Democratic prominence over the post-cold war international system is beginning to subside. The world is experiencing a shift in the balance of power, and with it, a challenge to the status quo. The rise in power and influence of authoritarian governments presents us with a familiar challenge but, significantly, one which might now be tackled without the usual reliance on political or military intervention: in their place, blockchain technology?

It is worth noting that, running in parallel to the growing prominence of authoritarian governments, we should also consider the subtle erosion of confidence in democracy as a successful model for societal governance. The 2019 Freedom in the World report shows that globalisation has both profited the wealthy and accommodated the success of newly industrialised economies, notably China and India. However, the benefits have been scarcely felt in long-established industrialised democracies, with an increase in foreign competition and technological change resulting in the loss of previously stable jobs for low and medium-skilled workers. Accordingly, the report concluded that the emergent loss of confidence in democracy has been subsequently exploited by typically anti-liberal populist movements, seeking to undermine the liberal institutions designed to ‘protect minorities and prevent the monopolisation of power’.

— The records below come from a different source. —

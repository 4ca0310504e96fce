pub mod aggregator;
pub mod classifier;
pub mod export;
pub mod interests;
pub mod matcher;
pub mod pipeline;
pub mod progress;
pub mod refine;
pub mod resolver;
pub mod time;
pub mod transmit;

pub use aggregator::{MatchedRecord, PayloadAggregator, SyncPlan, DEFAULT_BATCH_SIZE};
pub use classifier::{classify_type, extract_season, normalize_for_search};
pub use export::{from_export_row, needs_refine, read_export, read_export_rows, write_export, ExportError};
pub use interests::{collect_interest_map, FeedOptions};
pub use matcher::{CatalogMatcher, MatchAttempt};
pub use pipeline::{MigrationPipeline, PipelineOutput, PipelineStats};
pub use progress::{LogProgress, NoProgress, ProgressSink};
pub use refine::{refine_records, write_refined, RefineOptions, RefineOutcome};
pub use resolver::{DeepRefineOptions, Resolution, TimeResolver};
pub use transmit::{preview_payloads, transmit_batches, BatchOutcome, PayloadPreview, SyncReport};
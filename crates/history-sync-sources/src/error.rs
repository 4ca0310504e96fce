use thiserror::Error;

#[derive(Debug, Error)]
pub enum SourceError {
    #[error("HTTP request failed: {0}")]
    Http(#[from] reqwest::Error),

    #[error("{service} returned HTTP {status}: {body}")]
    Status {
        service: &'static str,
        status: u16,
        body: String,
    },

    #[error("Failed to decode {service} response: {message}")]
    Decode {
        service: &'static str,
        message: String,
    },

    #[error("Not authenticated with {0}")]
    NotAuthenticated(&'static str),

    #[error("Failed to read rows: {0}")]
    Csv(#[from] csv::Error),

    #[error("Failed to open rows: {0}")]
    Io(#[from] std::io::Error),

    #[error("Missing required column: {column}. Available columns: {available:?}")]
    MissingColumn {
        column: String,
        available: Vec<String>,
    },
}

impl SourceError {
    pub fn decode(service: &'static str, err: impl std::fmt::Display) -> Self {
        Self::Decode {
            service,
            message: err.to_string(),
        }
    }

    /// HTTP status carried by the error, if the remote answered at all.
    pub fn status(&self) -> Option<u16> {
        match self {
            Self::Status { status, .. } => Some(*status),
            Self::Http(e) => e.status().map(|s| s.as_u16()),
            _ => None,
        }
    }
}
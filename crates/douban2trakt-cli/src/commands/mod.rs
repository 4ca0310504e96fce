pub mod auth;
pub mod config;
pub mod export;
pub mod prompts;
pub mod refine;
pub mod run;
pub mod sync;
pub mod ui;

use color_eyre::eyre::{eyre, WrapErr};
use color_eyre::Result;
use history_sync_config::{resolve_credential, Config, PathManager, TRAKT_CLIENT_ID_ENV};
use history_sync_core::{collect_interest_map, FeedOptions};
use history_sync_models::InterestMap;
use history_sync_sources::DoubanClient;
use std::time::Duration;

use crate::output::Output;

/// Load `config.toml` (defaults when missing) and check it.
pub fn load_config(paths: &PathManager) -> Result<Config> {
    let config_file = paths.config_file();
    let config = Config::load_or_default(&config_file)
        .wrap_err_with(|| format!("Failed to load config from {}", config_file.display()))?;
    config
        .validate()
        .wrap_err_with(|| format!("Invalid configuration in {}", config_file.display()))?;
    Ok(config)
}

/// Client id from the flag, then `TRAKT_CLIENT_ID`, then the config file.
pub fn trakt_client_id(cli: Option<&str>, config: &Config) -> Result<String> {
    let stored = Some(config.trakt.client_id.as_str()).filter(|_| config.is_trakt_configured());
    resolve_credential(cli, TRAKT_CLIENT_ID_ENV, stored).ok_or_else(|| {
        eyre!(
            "No Trakt client id. Pass --trakt-client-id, set {} or run `douban2trakt auth`",
            TRAKT_CLIENT_ID_ENV
        )
    })
}

pub fn millis(ms: u64) -> Duration {
    Duration::from_millis(ms)
}

/// Pull the interest feed for the configured account, or an empty map when
/// no account is set.
pub async fn load_interest_map(douban: &DoubanClient, config: &Config, output: &Output) -> InterestMap {
    if douban.user_id().trim().is_empty() {
        output.warn("No Douban user id configured; watch times will come from page dates only");
        return InterestMap::default();
    }

    let options = FeedOptions::from_config(&config.douban, millis(config.pacing.feed_page_delay_ms));
    let spinner = ui::Spinner::new(format!(
        "Fetching interest feed for {} ({})",
        douban.user_id(),
        options.statuses.join(", ")
    ));
    let map = collect_interest_map(douban, &options).await;
    spinner.finish(format!(
        "Interest feed: {} subjects, {} entries",
        map.subject_count(),
        map.entry_count()
    ));
    map
}
use chrono::{DateTime, Utc};
use serde::{Deserialize, Serialize, Serializer};
use std::fmt;
use std::str::FromStr;

/// Where a sync writes: the watch history or the watchlist.
#[derive(Debug, Clone, Copy, Serialize, Deserialize, PartialEq, Eq, Default)]
#[serde(rename_all = "lowercase")]
pub enum SyncMode {
    #[default]
    Watched,
    Watchlist,
}

impl SyncMode {
    /// Watchlist writes never carry `watched_at`.
    pub fn includes_timestamps(&self) -> bool {
        matches!(self, SyncMode::Watched)
    }

    /// Path segment under `/sync/` on the tracking service.
    pub fn endpoint(&self) -> &'static str {
        match self {
            SyncMode::Watched => "history",
            SyncMode::Watchlist => "watchlist",
        }
    }
}

impl fmt::Display for SyncMode {
    fn fmt(&self, f: &mut fmt::Formatter<'_>) -> fmt::Result {
        match self {
            SyncMode::Watched => f.write_str("watched"),
            SyncMode::Watchlist => f.write_str("watchlist"),
        }
    }
}

impl FromStr for SyncMode {
    type Err = String;

    fn from_str(s: &str) -> Result<Self, Self::Err> {
        match s.trim().to_lowercase().as_str() {
            "watched" | "history" => Ok(SyncMode::Watched),
            "watchlist" => Ok(SyncMode::Watchlist),
            other => Err(format!("Invalid sync mode: '{}'. Use 'watched' or 'watchlist'", other)),
        }
    }
}

/// Serialize timestamps as `2020-01-05T13:00:00+00:00`, the form the
/// tracking service documents, rather than chrono's default `Z` suffix.
fn serialize_watched_at<S>(value: &Option<DateTime<Utc>>, serializer: S) -> Result<S::Ok, S::Error>
where
    S: Serializer,
{
    match value {
        Some(at) => serializer.serialize_str(&at.to_rfc3339()),
        None => serializer.serialize_none(),
    }
}

#[derive(Debug, Clone, Serialize, PartialEq, Eq)]
pub struct SlugIds {
    pub slug: String,
}

#[derive(Debug, Clone, Serialize, PartialEq, Eq)]
pub struct MovieEntry {
    pub ids: SlugIds,
    #[serde(skip_serializing_if = "Option::is_none", serialize_with = "serialize_watched_at")]
    pub watched_at: Option<DateTime<Utc>>,
}

#[derive(Debug, Clone, Serialize, PartialEq, Eq)]
pub struct SeasonEntry {
    pub number: u32,
    #[serde(skip_serializing_if = "Option::is_none", serialize_with = "serialize_watched_at")]
    pub watched_at: Option<DateTime<Utc>>,
}

#[derive(Debug, Clone, Serialize, PartialEq, Eq)]
pub struct ShowSeasonGroup {
    pub ids: SlugIds,
    pub seasons: Vec<SeasonEntry>,
}

/// Show-level entry used when no season number could be determined.
#[derive(Debug, Clone, Serialize, PartialEq, Eq)]
pub struct ShowWholeEntry {
    pub ids: SlugIds,
    #[serde(skip_serializing_if = "Option::is_none", serialize_with = "serialize_watched_at")]
    pub watched_at: Option<DateTime<Utc>>,
}

/// A wire-ready sync entry. Serialization is untagged: each variant renders
/// as the bare object the sync endpoint expects.
#[derive(Debug, Clone, Serialize, PartialEq, Eq)]
#[serde(untagged)]
pub enum SyncEntry {
    Movie(MovieEntry),
    ShowSeasons(ShowSeasonGroup),
    ShowWhole(ShowWholeEntry),
}

impl SyncEntry {
    pub fn slug(&self) -> &str {
        match self {
            SyncEntry::Movie(e) => &e.ids.slug,
            SyncEntry::ShowSeasons(e) => &e.ids.slug,
            SyncEntry::ShowWhole(e) => &e.ids.slug,
        }
    }

    pub fn bucket(&self) -> SyncBucket {
        match self {
            SyncEntry::Movie(_) => SyncBucket::Movies,
            SyncEntry::ShowSeasons(_) => SyncBucket::ShowSeasons,
            SyncEntry::ShowWhole(_) => SyncBucket::ShowWhole,
        }
    }

    /// True when this entry, or any of its seasons, carries a timestamp.
    pub fn has_watched_at(&self) -> bool {
        match self {
            SyncEntry::Movie(e) => e.watched_at.is_some(),
            SyncEntry::ShowSeasons(e) => e.seasons.iter().any(|s| s.watched_at.is_some()),
            SyncEntry::ShowWhole(e) => e.watched_at.is_some(),
        }
    }
}

/// The three aggregation buckets, in transmission order.
#[derive(Debug, Clone, Copy, Serialize, PartialEq, Eq, Hash, PartialOrd, Ord)]
#[serde(rename_all = "snake_case")]
pub enum SyncBucket {
    Movies,
    ShowSeasons,
    ShowWhole,
}

impl SyncBucket {
    pub const ALL: [SyncBucket; 3] = [SyncBucket::Movies, SyncBucket::ShowSeasons, SyncBucket::ShowWhole];

    pub fn label(&self) -> &'static str {
        match self {
            SyncBucket::Movies => "movies",
            SyncBucket::ShowSeasons => "shows(seasons)",
            SyncBucket::ShowWhole => "shows(no-season)",
        }
    }
}

/// Top-level request body for the sync endpoints: `{"movies": [...]}` or
/// `{"shows": [...]}`.
#[derive(Debug, Clone, Serialize, PartialEq, Eq)]
#[serde(rename_all = "lowercase")]
pub enum SyncPayload {
    Movies(Vec<SyncEntry>),
    Shows(Vec<SyncEntry>),
}

impl SyncPayload {
    pub fn len(&self) -> usize {
        match self {
            SyncPayload::Movies(v) | SyncPayload::Shows(v) => v.len(),
        }
    }

    pub fn is_empty(&self) -> bool {
        self.len() == 0
    }
}

/// A bounded run of same-bucket entries, sent as one request.
#[derive(Debug, Clone, PartialEq, Eq)]
pub struct SyncBatch {
    pub bucket: SyncBucket,
    pub entries: Vec<SyncEntry>,
}

impl SyncBatch {
    pub fn to_payload(&self) -> SyncPayload {
        match self.bucket {
            SyncBucket::Movies => SyncPayload::Movies(self.entries.clone()),
            SyncBucket::ShowSeasons | SyncBucket::ShowWhole => SyncPayload::Shows(self.entries.clone()),
        }
    }

    pub fn len(&self) -> usize {
        self.entries.len()
    }

    pub fn is_empty(&self) -> bool {
        self.entries.is_empty()
    }
}
pub mod api;
pub mod auth;
pub mod client;

pub use auth::{DeviceCode, TokenInfo};
pub use client::TraktClient;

At this point, you may be asking yourself the question: ‘what does all this have to do with blockchain technology?’. Well, in order to answer this question it is worth familiarising ourselves with the increasing role of authoritarian capitalism in the modern world. If we take authoritarian capitalism to be the product of the ‘monopolisation of power’, as discussed in the ‘Freedom in the World’ report, we can see that democratic capitalism is at risk of collapsing. The rise of authoritarian capitalism can be largely attributed to the denigration of equal opportunity to compete in the marketplace. Here, third parties are allowed to efficiently operate in a way that exacerbates the binary between the core and the periphery, consequently encroaching on the economic freedom of those using the market. As such, if we can find a robust way of establishing low-friction transnational markets, in which competition is pure and independent of third party participation, then we gain the potential to resuscitate democratic capitalism and bring the oppressed closer to emancipation.

According to the latest Freedom in the World report (2019), as little as 39% of the global population are classified as ‘free’, down from 44.1 % in 2018 and 46.1% in 2008, and, whilst the contribution of economic freedom alone to these figures is unclear, we can say that it is at least a contributing factor in the deprivation of other notions of freedom. This is broadly because the governing salience that economic factors command in determining the satisfaction of other facets of human rights, renders economic freedom as an authoritative characteristic in adhering to human rights standards.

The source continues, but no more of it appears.